Si un monopole détestable, en détournant l’éducation de ses voies naturelles, a rendu un grand nombre d’hommes inhabiles à remplir divers emplois utiles, tout en les portant avec excès dans d’autres, est-ce la faute de la Providence ?
Si enfin, à la suite de la perversion occasionnée par les monopoles et les privilèges, dans l’ordre essentiel de la société, certains individus devenant les maîtres de satisfaire leurs désirs les plus effrénés, tandis que la masse pouvait à peine subvenir à ses premiers besoins, l’ordre naturel de la consommation a été troublé, si quelques denrées ont été relativement trop demandées et si d’autres l’ont été trop peu, est-ce la faute de la Providence ?
Ceci vous apparaîtra plus visiblement encore lorsque j’aurai résumé la doctrine que je vous ai exposée dans ces causeries.
Nous avons pris l’homme pour point de départ.
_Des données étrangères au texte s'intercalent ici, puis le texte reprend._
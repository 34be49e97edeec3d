use std::path::{Path, PathBuf};

use anyhow::{Context, Result};
use clap::{Parser, Subcommand};
use tracing::{info, warn};
use tracing_subscriber::EnvFilter;

use retro_skin::{
    assets::{DirectoryFetcher, ResourceLoader, StaticAssetResolver},
    dom::{MemoryDocument, PageFixture},
    regions::RegionKind,
    settings::{FileSettingsStore, MemorySettingsStore, SettingsStore},
    styles::Applicator,
    BuiltinThemes, Command, CommandRouter, CompatibilityProbe, EngineConfig, RetroTransformer,
    Settings, ThemeCatalog,
};

#[derive(Parser)]
#[command(
    name = "retro-skin",
    version,
    about = "Re-skin web pages with reversible retro themes",
    long_about = "Retro-Skin applies GeoCities, Windows 95, Vaporwave or Terminal styling to a page \
                  described as a TOML fixture, keeps it applied while the page changes, and can \
                  take it all back again."
)]
struct Cli {
    /// Engine configuration file (optional)
    #[arg(short, long, global = true)]
    config: Option<PathBuf>,

    /// Extra theme definitions (TOML, `[[themes]]` tables)
    #[arg(long, global = true)]
    themes_file: Option<PathBuf>,

    /// Enable verbose logging
    #[arg(short, long, global = true)]
    verbose: bool,

    #[command(subcommand)]
    command: Action,
}

#[derive(Subcommand)]
enum Action {
    /// List the available themes
    Themes,

    /// Run the compatibility checks against a page fixture
    Probe {
        /// Page fixture (TOML)
        fixture: PathBuf,
    },

    /// Apply a theme to a page fixture and report what changed
    Apply {
        /// Page fixture (TOML)
        fixture: PathBuf,

        /// Theme to apply (geocities, windows95, vaporwave, terminal)
        #[arg(short, long)]
        theme: Option<String>,

        /// Settings file; created on first save
        #[arg(short, long)]
        settings: Option<PathBuf>,

        /// Directory the theme assets are read from
        #[arg(short, long, default_value = "assets")]
        assets: PathBuf,

        /// Deactivate afterwards and verify the page was fully restored
        #[arg(long)]
        roundtrip: bool,
    },

    /// Send JSON commands (one per argument) to an engine on a page fixture
    Send {
        /// Page fixture (TOML)
        fixture: PathBuf,

        /// Commands, e.g. '{"type":"ACTIVATE"}'
        #[arg(required = true)]
        commands: Vec<String>,

        /// Settings file; created on first save
        #[arg(short, long)]
        settings: Option<PathBuf>,

        #[arg(short, long, default_value = "assets")]
        assets: PathBuf,
    },
}

fn init_logging(verbose: bool) {
    let default_level = if verbose { "debug" } else { "info" };
    let filter = EnvFilter::try_from_default_env().unwrap_or_else(|_| EnvFilter::new(default_level));
    tracing_subscriber::fmt().with_env_filter(filter).init();
}

fn load_config(path: Option<&Path>) -> Result<EngineConfig> {
    match path {
        Some(path) => {
            info!("Loading configuration from {:?}", path);
            Ok(EngineConfig::from_file(path)?)
        }
        None => {
            info!("Using default configuration");
            Ok(EngineConfig::default())
        }
    }
}

fn load_catalog(path: Option<&Path>) -> Result<BuiltinThemes> {
    let mut catalog = BuiltinThemes::new();
    if let Some(path) = path {
        let added = catalog.load_file(path)?;
        info!("Loaded {} custom theme(s) from {:?}", added, path);
    }
    Ok(catalog)
}

fn load_page(path: &Path) -> Result<MemoryDocument> {
    let fixture = PageFixture::from_file(path)?;
    let doc = fixture
        .build()
        .with_context(|| format!("Building page from {:?}", path))?;
    Ok(doc)
}

fn build_engine(
    cli: &Cli,
    doc: MemoryDocument,
    assets: &Path,
) -> Result<RetroTransformer<MemoryDocument>> {
    let config = load_config(cli.config.as_deref())?;
    let catalog = load_catalog(cli.themes_file.as_deref())?;
    let base_url = assets.display().to_string();
    let loader = ResourceLoader::new(
        Box::new(StaticAssetResolver::new(&base_url)),
        Box::new(DirectoryFetcher::new(assets)),
        config.assets.retry_delay(),
    );
    Ok(RetroTransformer::new(doc, Box::new(catalog), loader, config))
}

fn settings_store(path: Option<&Path>) -> Box<dyn SettingsStore> {
    match path {
        Some(path) => Box::new(FileSettingsStore::new(path)),
        None => Box::new(MemorySettingsStore::new(Settings::default())),
    }
}

fn print_themes(catalog: &BuiltinThemes) {
    println!("Available themes:");
    for id in catalog.theme_ids() {
        if let Some(theme) = catalog.get_theme(&id) {
            let crash = if theme.crash_on_modal { " (crashes on modals)" } else { "" };
            println!("  {:<10} {}{}", id, theme.display_name, crash);
        }
    }
}

fn probe(path: &Path) -> Result<()> {
    let doc = load_page(path)?;
    let report = CompatibilityProbe::new().check(&doc);
    println!("{}", serde_json::to_string_pretty(&report)?);
    if report.critical {
        warn!("Page cannot be re-skinned");
    }
    Ok(())
}

async fn apply(
    cli: &Cli,
    fixture: &Path,
    theme: Option<&str>,
    settings_path: Option<&Path>,
    assets: &Path,
    roundtrip: bool,
) -> Result<()> {
    let doc = load_page(fixture)?;
    let elements_before = doc.connected_count();

    let store = settings_store(settings_path);
    let mut settings = store.load()?;
    settings.enabled = true;
    if let Some(theme) = theme {
        settings.current_theme = theme.to_string();
    }
    info!("Theme: {}", settings.current_theme);

    let mut engine = build_engine(cli, doc, assets)?.with_settings(settings);
    if !engine.activate().await {
        anyhow::bail!("Engine stayed inactive; see the log for the reason");
    }

    let doc = engine.document();
    let summary = engine.regions().last_summary();
    println!("Regions:");
    for kind in [
        RegionKind::Hero,
        RegionKind::Sidebar,
        RegionKind::Footer,
        RegionKind::MainContent,
    ] {
        println!("  {:<12} {}", kind.as_str(), summary.count(kind));
    }

    let applicators = engine.applicators();
    let stages: [(&str, bool); 5] = [
        ("elements", applicators.elements.is_applied()),
        ("background", applicators.background.is_applied()),
        ("fonts", applicators.fonts.is_applied()),
        ("cursor", applicators.cursor.is_applied()),
        ("vintage", applicators.vintage.is_applied()),
    ];
    println!("Applicators:");
    for (name, applied) in stages {
        println!("  {:<12} {}", name, if applied { "applied" } else { "off" });
    }
    if let Some(count) = applicators.vintage.counter_value() {
        println!("Visitor counter: {:06}", count);
    }
    println!(
        "Tagged elements: {} of {}",
        doc.engine_tagged_nodes().len(),
        elements_before
    );

    if roundtrip {
        engine.deactivate();
        let doc = engine.document();
        let leftovers = doc.engine_tagged_nodes().len();
        let extra_nodes = doc.connected_count().saturating_sub(elements_before);
        if leftovers > 0 || extra_nodes > 0 {
            anyhow::bail!(
                "Restore incomplete: {} tagged node(s), {} leftover node(s)",
                leftovers,
                extra_nodes
            );
        }
        println!("Round trip: page restored");
    }
    Ok(())
}

async fn send(
    cli: &Cli,
    fixture: &Path,
    commands: &[String],
    settings_path: Option<&Path>,
    assets: &Path,
) -> Result<()> {
    let doc = load_page(fixture)?;
    let engine = build_engine(cli, doc, assets)?;
    let mut router = CommandRouter::new(engine, settings_store(settings_path));

    for raw in commands {
        if serde_json::from_str::<Command>(raw).is_err() {
            warn!("Not a command: {}", raw);
        }
        println!("{}", router.dispatch_json(raw).await);
    }
    Ok(())
}

#[tokio::main]
async fn main() -> Result<()> {
    let cli = Cli::parse();
    init_logging(cli.verbose);

    info!("Starting Retro-Skin v{}", env!("CARGO_PKG_VERSION"));

    match &cli.command {
        Action::Themes => {
            let catalog = load_catalog(cli.themes_file.as_deref())?;
            print_themes(&catalog);
        }
        Action::Probe { fixture } => probe(fixture)?,
        Action::Apply {
            fixture,
            theme,
            settings,
            assets,
            roundtrip,
        } => {
            apply(
                &cli,
                fixture,
                theme.as_deref(),
                settings.as_deref(),
                assets,
                *roundtrip,
            )
            .await?
        }
        Action::Send {
            fixture,
            commands,
            settings,
            assets,
        } => send(&cli, fixture, commands, settings.as_deref(), assets).await?,
    }
    Ok(())
}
Sous l’empire de ses besoins physiques, moraux et intellectuels, l’homme est excité à produire. Il utilise dans ce but ses facultés physiques, morales et intellectuelles. L’effort qu’il impose à ses facultés pour produire se nomme travail. Chaque effort exige une réparation correspondante, sinon les forces se perdent, les facultés s’altèrent, l’être humain dépérit au lieu de se maintenir ou de progresser.
Chaque effort impliquant une souffrance, chaque réparation ou consommation une jouissance ; l’homme s’attache naturellement, sous l’impulsion de son intérêt, à dépenser moins d’efforts et à recevoir plus de choses propres à la consommation.
Ce résultat est atteint au moyen de la division du travail.
Division du travail implique échanges, relations, société.
Ici se présente un grave problème.
Dans l’état d’isolement (à supposer que cet état ait jamais existé) les efforts de l’homme ont un minimum de puissance, mais l’individu qui les accomplit s’en attribue tout le résultat. Il consomme tout ce qu’il produit.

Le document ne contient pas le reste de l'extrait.